ABOUT THIS TASK => Produce an exact copy of the first line of the data below and each line after it, please, up to and including the one with "produced a message".

Collected data =>
* * * *

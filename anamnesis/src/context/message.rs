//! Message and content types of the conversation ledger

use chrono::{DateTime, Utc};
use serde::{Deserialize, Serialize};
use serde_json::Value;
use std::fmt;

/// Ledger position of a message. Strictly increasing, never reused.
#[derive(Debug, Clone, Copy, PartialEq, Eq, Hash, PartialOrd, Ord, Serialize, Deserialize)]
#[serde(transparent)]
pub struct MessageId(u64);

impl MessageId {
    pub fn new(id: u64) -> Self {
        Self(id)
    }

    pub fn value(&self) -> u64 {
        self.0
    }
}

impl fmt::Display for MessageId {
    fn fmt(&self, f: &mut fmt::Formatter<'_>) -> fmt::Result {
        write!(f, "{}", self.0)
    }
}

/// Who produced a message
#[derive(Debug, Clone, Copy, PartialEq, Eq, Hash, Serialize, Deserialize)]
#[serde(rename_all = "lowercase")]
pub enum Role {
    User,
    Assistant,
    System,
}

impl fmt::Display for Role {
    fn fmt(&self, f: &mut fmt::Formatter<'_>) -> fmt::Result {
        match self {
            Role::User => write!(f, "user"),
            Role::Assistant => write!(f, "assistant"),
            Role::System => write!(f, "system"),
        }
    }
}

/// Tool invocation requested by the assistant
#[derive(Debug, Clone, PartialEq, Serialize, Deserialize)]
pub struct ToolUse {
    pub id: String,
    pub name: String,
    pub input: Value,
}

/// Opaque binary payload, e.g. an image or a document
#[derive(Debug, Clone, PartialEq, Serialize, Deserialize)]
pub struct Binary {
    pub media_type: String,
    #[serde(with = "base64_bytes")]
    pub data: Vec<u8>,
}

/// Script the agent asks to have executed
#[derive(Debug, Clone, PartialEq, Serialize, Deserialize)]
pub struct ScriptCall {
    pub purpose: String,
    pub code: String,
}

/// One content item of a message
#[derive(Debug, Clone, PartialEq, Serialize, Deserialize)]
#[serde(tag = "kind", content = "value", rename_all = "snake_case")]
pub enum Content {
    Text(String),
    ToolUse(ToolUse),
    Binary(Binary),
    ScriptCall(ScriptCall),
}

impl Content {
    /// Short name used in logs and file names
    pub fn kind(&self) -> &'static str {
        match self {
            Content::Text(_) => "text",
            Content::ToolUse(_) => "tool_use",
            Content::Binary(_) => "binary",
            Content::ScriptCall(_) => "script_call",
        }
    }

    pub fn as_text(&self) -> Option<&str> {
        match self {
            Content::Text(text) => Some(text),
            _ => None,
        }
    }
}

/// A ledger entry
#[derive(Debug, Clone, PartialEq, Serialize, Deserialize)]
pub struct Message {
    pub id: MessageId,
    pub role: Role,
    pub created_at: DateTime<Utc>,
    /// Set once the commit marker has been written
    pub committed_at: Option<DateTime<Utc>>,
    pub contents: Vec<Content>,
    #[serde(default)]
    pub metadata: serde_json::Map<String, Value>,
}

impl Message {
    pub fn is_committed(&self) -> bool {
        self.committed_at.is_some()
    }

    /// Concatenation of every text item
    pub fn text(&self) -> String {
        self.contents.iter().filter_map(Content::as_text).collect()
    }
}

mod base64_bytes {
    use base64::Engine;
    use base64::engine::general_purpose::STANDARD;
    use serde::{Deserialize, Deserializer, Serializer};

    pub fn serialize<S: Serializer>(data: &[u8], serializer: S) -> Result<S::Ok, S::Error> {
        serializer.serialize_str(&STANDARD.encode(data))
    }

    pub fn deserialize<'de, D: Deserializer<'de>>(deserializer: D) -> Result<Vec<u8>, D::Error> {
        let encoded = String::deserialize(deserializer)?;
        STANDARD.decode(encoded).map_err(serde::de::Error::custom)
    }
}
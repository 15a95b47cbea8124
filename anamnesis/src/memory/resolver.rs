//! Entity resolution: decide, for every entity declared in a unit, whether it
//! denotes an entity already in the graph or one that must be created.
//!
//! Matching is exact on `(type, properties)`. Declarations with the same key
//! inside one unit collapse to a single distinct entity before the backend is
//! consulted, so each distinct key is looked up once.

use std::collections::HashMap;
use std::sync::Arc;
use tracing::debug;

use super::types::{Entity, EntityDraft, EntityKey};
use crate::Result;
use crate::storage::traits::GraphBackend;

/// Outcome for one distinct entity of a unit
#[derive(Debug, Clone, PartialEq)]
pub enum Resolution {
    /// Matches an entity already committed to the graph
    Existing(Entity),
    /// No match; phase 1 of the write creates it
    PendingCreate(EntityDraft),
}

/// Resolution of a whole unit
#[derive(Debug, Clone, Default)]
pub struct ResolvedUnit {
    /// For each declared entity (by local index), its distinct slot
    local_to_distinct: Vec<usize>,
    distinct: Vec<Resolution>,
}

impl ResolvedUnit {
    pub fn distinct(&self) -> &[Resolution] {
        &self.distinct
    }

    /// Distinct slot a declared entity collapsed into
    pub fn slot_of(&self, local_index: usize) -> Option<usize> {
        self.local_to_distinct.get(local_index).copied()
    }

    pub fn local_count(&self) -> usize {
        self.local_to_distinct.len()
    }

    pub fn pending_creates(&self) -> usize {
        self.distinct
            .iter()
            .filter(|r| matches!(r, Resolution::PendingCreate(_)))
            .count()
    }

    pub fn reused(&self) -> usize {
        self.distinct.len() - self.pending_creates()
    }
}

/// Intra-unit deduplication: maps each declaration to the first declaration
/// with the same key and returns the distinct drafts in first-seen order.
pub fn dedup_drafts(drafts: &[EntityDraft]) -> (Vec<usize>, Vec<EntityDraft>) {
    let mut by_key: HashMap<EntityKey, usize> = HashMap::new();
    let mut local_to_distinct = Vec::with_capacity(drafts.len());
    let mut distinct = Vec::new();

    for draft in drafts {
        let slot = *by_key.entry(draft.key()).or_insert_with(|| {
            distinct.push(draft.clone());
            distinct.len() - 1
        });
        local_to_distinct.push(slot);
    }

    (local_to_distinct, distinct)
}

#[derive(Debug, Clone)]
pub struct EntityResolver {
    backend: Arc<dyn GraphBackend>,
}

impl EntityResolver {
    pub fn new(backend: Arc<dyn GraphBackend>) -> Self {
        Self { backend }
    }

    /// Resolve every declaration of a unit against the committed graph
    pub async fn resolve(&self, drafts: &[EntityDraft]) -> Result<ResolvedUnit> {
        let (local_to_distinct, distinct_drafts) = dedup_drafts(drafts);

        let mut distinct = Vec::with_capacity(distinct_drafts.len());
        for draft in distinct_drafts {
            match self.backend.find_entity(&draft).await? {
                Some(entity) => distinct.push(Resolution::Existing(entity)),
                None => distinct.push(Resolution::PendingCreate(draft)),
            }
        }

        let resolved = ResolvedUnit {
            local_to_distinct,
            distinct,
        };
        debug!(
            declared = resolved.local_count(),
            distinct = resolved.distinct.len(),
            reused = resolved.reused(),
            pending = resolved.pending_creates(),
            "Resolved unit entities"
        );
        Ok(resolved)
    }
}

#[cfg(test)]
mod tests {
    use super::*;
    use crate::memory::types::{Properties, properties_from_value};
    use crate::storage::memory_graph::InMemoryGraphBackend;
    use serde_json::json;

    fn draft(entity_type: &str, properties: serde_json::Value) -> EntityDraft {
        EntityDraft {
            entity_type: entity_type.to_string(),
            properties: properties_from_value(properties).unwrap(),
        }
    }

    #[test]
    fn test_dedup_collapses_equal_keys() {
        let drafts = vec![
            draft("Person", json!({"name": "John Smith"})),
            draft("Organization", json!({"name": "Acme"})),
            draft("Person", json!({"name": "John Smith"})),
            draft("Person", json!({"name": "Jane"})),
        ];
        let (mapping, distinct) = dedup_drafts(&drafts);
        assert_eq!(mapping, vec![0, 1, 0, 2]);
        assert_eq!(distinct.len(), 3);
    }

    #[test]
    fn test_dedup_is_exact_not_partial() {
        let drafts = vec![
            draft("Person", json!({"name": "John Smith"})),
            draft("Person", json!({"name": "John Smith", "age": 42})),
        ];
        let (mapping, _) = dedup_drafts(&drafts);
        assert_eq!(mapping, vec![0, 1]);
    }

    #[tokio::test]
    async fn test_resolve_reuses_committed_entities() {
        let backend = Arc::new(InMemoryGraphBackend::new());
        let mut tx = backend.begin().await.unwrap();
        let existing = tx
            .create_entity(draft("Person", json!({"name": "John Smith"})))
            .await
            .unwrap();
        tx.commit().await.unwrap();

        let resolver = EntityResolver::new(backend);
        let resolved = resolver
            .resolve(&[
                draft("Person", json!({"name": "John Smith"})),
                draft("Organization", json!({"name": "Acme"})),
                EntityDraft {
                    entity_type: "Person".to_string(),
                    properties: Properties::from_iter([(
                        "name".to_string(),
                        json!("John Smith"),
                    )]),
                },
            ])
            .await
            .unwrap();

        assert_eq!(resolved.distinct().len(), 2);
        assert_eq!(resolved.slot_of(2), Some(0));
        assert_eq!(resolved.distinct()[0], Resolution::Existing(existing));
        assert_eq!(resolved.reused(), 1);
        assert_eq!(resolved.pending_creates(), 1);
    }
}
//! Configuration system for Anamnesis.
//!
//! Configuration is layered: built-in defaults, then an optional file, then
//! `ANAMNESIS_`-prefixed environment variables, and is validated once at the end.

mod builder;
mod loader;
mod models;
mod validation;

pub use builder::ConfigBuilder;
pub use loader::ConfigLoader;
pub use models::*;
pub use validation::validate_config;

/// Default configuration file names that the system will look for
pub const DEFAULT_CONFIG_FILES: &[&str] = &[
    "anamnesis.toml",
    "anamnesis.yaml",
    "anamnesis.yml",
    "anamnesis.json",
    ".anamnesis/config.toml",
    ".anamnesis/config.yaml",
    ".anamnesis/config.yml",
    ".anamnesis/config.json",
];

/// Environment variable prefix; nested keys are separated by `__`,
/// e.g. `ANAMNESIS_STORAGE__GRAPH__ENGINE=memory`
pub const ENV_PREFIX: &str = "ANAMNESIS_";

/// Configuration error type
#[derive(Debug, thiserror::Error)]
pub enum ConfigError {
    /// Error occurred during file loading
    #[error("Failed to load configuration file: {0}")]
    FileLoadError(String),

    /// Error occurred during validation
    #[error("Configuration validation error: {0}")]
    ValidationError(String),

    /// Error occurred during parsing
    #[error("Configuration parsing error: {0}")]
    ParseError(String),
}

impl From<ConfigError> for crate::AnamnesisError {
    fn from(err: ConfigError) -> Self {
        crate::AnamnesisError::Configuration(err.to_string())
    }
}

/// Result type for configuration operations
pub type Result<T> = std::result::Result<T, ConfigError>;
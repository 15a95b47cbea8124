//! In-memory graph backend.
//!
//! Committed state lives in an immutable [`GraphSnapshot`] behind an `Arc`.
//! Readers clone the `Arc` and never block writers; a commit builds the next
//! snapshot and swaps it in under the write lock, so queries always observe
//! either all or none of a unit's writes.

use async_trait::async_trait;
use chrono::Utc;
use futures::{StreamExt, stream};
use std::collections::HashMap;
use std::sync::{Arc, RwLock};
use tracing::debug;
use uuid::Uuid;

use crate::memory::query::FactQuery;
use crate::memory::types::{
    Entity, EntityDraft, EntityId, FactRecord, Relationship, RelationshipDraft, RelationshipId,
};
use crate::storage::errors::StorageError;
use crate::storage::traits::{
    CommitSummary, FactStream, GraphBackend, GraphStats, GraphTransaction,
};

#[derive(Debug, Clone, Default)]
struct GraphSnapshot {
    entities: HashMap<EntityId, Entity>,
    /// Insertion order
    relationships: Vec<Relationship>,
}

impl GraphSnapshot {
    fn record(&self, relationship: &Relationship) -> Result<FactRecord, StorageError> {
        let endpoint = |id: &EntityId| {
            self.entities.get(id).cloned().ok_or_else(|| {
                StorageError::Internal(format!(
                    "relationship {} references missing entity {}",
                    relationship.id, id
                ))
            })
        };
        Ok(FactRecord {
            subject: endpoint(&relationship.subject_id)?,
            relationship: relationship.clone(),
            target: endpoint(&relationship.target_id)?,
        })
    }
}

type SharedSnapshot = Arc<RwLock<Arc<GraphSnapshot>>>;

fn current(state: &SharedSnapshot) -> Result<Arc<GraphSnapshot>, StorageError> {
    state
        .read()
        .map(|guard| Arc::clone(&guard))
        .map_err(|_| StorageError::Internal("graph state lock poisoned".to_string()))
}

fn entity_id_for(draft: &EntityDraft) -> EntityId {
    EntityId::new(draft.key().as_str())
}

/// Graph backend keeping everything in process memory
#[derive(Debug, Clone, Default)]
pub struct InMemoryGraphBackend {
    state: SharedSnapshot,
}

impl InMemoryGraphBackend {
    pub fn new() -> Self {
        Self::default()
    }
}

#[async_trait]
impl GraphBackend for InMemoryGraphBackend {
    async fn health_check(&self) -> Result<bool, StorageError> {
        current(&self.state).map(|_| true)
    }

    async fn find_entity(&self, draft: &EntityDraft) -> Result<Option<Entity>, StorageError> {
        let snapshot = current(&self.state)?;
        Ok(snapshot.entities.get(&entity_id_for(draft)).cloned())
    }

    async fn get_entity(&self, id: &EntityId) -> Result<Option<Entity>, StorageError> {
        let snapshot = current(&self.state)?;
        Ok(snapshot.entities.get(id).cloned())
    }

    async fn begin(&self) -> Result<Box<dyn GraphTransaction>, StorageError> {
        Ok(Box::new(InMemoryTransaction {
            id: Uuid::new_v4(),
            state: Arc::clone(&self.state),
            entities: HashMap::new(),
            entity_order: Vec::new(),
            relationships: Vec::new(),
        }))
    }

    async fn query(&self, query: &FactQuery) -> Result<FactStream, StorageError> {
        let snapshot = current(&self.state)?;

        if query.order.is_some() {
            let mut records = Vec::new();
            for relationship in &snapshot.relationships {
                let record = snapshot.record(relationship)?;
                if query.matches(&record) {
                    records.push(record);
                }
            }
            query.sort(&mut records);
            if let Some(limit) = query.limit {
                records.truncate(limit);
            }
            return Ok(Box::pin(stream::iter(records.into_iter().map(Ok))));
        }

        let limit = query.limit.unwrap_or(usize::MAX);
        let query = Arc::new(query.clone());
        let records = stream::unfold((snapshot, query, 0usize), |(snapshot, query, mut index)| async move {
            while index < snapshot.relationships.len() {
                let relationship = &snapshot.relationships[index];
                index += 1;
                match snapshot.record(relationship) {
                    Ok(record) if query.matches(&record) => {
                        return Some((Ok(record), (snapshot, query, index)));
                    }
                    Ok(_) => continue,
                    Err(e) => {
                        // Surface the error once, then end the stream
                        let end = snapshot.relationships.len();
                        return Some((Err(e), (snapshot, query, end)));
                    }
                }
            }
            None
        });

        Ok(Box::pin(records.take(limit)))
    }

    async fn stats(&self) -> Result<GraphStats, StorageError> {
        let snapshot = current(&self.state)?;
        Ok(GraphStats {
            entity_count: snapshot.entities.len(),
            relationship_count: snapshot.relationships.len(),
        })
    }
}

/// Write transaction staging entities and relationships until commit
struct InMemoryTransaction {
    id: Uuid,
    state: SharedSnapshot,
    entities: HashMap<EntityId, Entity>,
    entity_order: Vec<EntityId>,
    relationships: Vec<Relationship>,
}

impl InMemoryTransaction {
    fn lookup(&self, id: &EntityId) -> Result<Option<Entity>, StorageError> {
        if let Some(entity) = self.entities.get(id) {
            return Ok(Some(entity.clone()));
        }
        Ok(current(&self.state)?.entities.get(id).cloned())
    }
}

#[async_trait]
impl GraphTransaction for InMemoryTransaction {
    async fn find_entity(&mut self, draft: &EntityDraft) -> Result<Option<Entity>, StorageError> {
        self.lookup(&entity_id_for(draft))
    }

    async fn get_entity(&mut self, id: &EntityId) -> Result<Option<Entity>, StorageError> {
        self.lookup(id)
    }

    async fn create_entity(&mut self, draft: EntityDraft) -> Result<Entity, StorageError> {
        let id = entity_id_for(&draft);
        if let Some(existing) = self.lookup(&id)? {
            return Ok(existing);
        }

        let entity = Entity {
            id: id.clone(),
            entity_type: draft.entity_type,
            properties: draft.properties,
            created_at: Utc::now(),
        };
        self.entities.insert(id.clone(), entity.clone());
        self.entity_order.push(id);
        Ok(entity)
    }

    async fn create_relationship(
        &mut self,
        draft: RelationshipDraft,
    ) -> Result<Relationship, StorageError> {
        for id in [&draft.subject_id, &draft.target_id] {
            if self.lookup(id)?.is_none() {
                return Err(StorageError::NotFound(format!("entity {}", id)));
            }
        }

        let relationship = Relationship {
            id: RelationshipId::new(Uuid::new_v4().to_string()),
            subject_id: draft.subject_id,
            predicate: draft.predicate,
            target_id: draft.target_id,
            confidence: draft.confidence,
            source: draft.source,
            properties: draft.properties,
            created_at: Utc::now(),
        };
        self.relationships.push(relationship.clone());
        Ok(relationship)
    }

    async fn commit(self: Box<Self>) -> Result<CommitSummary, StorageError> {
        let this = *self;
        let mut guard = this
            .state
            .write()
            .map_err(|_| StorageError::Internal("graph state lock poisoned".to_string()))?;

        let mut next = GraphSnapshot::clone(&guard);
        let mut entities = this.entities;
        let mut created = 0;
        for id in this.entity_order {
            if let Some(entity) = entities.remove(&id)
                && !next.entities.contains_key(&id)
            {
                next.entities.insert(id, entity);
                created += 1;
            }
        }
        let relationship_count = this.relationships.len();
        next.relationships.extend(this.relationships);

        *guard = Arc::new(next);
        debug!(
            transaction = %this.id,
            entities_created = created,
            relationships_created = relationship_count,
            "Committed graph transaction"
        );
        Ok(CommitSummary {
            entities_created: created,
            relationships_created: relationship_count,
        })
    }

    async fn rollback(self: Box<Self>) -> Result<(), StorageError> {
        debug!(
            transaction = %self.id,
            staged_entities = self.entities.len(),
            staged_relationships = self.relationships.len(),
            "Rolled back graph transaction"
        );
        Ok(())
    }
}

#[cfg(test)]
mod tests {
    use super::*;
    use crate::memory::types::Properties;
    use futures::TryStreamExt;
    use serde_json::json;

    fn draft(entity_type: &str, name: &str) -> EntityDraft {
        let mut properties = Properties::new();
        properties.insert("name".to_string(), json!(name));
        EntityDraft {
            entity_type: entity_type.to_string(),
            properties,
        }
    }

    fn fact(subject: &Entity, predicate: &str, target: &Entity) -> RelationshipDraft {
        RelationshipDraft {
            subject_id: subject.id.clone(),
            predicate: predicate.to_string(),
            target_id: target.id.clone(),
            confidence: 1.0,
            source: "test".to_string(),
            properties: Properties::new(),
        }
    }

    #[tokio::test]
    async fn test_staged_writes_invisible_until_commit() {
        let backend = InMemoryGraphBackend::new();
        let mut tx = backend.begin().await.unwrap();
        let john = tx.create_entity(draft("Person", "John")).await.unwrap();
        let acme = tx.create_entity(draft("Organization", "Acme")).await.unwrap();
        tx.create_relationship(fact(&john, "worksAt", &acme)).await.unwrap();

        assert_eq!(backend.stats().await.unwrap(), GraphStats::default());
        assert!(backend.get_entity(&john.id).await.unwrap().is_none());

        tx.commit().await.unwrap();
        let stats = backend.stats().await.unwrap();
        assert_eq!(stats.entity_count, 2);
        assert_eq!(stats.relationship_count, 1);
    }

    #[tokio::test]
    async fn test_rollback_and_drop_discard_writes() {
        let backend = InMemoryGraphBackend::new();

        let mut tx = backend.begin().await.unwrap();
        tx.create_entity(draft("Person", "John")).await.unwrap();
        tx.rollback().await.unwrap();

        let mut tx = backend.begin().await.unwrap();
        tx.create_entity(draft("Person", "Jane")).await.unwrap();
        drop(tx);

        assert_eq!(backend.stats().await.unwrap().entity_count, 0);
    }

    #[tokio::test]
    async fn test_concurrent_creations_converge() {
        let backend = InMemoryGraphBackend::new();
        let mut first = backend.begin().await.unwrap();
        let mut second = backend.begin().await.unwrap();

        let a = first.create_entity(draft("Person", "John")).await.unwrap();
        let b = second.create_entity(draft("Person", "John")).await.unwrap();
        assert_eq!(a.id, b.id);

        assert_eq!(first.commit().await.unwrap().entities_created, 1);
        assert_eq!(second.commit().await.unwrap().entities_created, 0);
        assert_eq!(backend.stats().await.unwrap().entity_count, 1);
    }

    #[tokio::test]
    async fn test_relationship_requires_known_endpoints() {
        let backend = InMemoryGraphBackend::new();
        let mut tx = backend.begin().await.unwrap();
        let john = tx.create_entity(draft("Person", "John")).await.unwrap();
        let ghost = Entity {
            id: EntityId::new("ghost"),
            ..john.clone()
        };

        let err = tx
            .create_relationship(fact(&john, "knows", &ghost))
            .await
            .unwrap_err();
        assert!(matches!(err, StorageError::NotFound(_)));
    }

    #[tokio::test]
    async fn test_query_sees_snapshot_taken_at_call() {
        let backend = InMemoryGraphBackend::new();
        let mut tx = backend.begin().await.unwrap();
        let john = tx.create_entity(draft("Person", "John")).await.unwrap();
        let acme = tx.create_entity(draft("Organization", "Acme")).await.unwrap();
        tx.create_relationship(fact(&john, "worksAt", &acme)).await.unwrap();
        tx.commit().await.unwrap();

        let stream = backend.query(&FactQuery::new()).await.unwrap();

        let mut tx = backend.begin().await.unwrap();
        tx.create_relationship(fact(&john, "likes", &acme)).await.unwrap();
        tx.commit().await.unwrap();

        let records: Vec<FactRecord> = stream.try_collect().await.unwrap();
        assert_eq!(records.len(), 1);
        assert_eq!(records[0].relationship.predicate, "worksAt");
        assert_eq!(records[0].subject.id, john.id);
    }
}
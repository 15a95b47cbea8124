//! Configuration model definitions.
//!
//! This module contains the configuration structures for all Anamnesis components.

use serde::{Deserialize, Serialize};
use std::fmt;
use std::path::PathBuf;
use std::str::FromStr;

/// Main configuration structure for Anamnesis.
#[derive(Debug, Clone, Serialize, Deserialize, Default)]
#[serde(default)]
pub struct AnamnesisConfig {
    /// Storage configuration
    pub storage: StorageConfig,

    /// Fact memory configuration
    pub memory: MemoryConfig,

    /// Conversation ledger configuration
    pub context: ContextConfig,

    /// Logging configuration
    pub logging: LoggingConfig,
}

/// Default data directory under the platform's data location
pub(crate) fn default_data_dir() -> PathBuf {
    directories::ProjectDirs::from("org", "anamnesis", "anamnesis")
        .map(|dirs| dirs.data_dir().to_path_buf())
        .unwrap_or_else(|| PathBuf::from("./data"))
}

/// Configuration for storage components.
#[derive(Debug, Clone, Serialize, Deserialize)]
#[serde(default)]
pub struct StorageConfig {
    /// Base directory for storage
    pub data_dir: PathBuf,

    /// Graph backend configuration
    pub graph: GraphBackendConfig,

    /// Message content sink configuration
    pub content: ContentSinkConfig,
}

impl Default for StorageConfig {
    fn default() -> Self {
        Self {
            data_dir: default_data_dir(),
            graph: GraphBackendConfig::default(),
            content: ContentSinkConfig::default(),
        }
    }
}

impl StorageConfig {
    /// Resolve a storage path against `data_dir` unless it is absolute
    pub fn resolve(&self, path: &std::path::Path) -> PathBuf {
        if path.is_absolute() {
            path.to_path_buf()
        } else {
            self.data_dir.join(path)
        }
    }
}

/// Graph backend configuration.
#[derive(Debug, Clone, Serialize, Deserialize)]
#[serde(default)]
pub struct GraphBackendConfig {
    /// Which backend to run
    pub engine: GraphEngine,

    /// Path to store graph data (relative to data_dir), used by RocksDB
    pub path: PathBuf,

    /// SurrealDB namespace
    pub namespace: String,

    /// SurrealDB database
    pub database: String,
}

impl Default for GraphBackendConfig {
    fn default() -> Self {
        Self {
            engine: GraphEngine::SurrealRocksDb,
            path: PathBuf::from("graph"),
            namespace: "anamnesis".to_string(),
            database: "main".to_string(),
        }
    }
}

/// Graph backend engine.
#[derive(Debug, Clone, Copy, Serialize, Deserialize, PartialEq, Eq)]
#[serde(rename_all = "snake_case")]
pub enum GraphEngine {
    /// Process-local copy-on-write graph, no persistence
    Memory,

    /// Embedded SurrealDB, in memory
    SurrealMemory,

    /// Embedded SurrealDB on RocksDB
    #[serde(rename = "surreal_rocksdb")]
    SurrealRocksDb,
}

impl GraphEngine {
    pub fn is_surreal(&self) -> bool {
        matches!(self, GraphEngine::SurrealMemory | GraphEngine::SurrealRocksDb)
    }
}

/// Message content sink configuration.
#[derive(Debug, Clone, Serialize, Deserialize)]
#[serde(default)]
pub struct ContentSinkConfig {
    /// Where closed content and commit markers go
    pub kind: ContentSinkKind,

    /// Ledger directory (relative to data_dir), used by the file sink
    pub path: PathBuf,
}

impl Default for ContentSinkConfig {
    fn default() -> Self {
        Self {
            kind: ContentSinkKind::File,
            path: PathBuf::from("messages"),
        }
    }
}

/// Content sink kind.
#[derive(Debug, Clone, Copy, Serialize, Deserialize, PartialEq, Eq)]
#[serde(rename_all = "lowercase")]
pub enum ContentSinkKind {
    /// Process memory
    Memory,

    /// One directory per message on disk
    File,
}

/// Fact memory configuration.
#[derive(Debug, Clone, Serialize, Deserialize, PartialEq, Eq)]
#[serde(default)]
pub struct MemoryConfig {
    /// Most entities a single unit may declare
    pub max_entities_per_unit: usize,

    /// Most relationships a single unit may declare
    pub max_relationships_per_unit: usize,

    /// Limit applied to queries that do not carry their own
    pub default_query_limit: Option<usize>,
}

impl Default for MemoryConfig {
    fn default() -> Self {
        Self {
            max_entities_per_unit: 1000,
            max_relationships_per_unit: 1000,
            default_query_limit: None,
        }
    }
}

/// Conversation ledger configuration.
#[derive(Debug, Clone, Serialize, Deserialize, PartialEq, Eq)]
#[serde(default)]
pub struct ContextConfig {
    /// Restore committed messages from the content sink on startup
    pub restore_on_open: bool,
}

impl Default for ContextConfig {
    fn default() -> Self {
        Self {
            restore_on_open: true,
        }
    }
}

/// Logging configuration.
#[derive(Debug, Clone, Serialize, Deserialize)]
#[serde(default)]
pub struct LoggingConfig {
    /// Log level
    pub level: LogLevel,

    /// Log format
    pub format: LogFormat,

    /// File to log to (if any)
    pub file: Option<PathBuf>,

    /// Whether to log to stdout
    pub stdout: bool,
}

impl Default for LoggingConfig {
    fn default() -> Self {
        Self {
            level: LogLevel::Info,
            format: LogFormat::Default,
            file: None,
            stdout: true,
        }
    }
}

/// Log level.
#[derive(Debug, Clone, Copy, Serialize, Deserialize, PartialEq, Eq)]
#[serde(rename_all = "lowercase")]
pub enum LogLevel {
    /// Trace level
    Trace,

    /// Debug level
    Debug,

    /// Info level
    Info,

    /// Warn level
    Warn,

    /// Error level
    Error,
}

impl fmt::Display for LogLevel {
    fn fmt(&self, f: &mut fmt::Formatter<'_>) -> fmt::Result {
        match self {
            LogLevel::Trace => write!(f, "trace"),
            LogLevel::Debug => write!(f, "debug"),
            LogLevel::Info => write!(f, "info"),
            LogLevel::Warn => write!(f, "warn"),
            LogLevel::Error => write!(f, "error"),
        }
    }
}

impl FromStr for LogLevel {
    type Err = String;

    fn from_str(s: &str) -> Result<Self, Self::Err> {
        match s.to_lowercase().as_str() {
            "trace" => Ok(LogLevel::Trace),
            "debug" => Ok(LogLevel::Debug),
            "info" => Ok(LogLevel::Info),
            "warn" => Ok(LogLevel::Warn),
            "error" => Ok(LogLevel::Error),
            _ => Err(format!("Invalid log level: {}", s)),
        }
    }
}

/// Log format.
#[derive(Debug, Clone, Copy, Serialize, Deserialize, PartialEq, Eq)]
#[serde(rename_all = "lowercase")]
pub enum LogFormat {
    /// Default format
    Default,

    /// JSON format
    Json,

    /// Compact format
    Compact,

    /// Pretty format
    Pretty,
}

* * * *

COMPLETED TASK =>
filename anamnesis/src/context/message.rs
//! Message and content types of the conversation ledger

use chrono::{DateTime, Utc};
use serde::{Deserialize, Serialize};
use serde_json::Value;
use std::fmt;

/// Ledger position of a message. Strictly increasing, never reused.
#[derive(Debug, Clone, Copy, PartialEq, Eq, Hash, PartialOrd, Ord, Serialize, Deserialize)]
#[serde(transparent)]
pub struct MessageId(u64);

impl MessageId {
    pub fn new(id: u64) -> Self {
        Self(id)
    }

    pub fn value(&self) -> u64 {
        self.0
    }
}

impl fmt::Display for MessageId {
    fn fmt(&self, f: &mut fmt::Formatter<'_>) -> fmt::Result {
        write!(f, "{}", self.0)
    }
}

/// Who produced a message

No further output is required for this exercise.